What are some nutrition tips for helping the men in my life stay healthy?
The basics for staying healthy are pretty much the same for both genders: eat a nutrient–rich diet, be physically active and stay at a healthy weight. However, men are different from women when it comes to certain nutrition requirements.
Below are a few examples (and one surprise):
Calories: Generally, men need more calories than women because men have more muscle mass and larger frames. But that doesn't mean men can forget about calories. As men age, many tend to exercise less but eat the same amount, resulting in "beer belly" weight gain. This type of abdominal fat increases risk for diabetes and heart disease, so it's important for men to cut calories and increase physical activity to stay in (or get back to) "fighting trim."
Fiber: Men generally need more fiber each day than women do (38 grams vs. 25 grams for men and women age 19–50). Getting enough fiber is important for digestive health and it may help promote heart health. Fruits, veggies, beans, whole–wheat bread and high–fiber cereals are a few good choices to bridge the fiber gender gap.

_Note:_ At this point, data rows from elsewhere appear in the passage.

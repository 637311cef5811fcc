//! Configuration loading from disk.

use std::fs;
use std::path::Path;

use crate::config::schema::ProxyConfig;
use crate::config::validation::{validate_config, ValidationError};

/// Error type for configuration loading.
#[derive(Debug, thiserror::Error)]
pub enum ConfigError {
    #[error("IO error: {0}")]
    Io(#[from] std::io::Error),

    #[error("Parse error: {0}")]
    Parse(#[from] toml::de::Error),

    #[error("Validation failed: {}", join_errors(.0))]
    Validation(Vec<ValidationError>),
}

fn join_errors(errors: &[ValidationError]) -> String {
    errors
        .iter()
        .map(ToString::to_string)
        .collect::<Vec<_>>()
        .join(", ")
}

/// Read a TOML file without validating it.
///
/// Used by the binary, which applies command-line overrides before validating.
pub fn read_config(path: &Path) -> Result<ProxyConfig, ConfigError> {
    let content = fs::read_to_string(path)?;
    Ok(toml::from_str(&content)?)
}

/// Load and validate configuration from a TOML file.
pub fn load_config(path: &Path) -> Result<ProxyConfig, ConfigError> {
    let config = read_config(path)?;
    validate_config(&config).map_err(ConfigError::Validation)?;
    Ok(config)
}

Protein: Men tend to have higher protein needs, especially if they're physically active. The key here is to choose lean proteins most often. Examples are meats with "loin" or "round" in the name, skinless poultry and fish. Bake, broil and grill instead of frying, and keep serving sizes modest (a cooked three–ounce serving is about the size of a deck of cards).
Calcium: The surprise here is that men need just as much calcium as women. The Institute of Medicine recommends 800 mg daily for men ages 19–70 and women ages 19–50. Men over 70 and women over 50 need 1,000 mg daily, which is the amount in three cups of milk. Osteoporosis is often considered a women's disease, but it's common in men too. It's important for everyone to get enough calcium throughout life to help keep bones strong.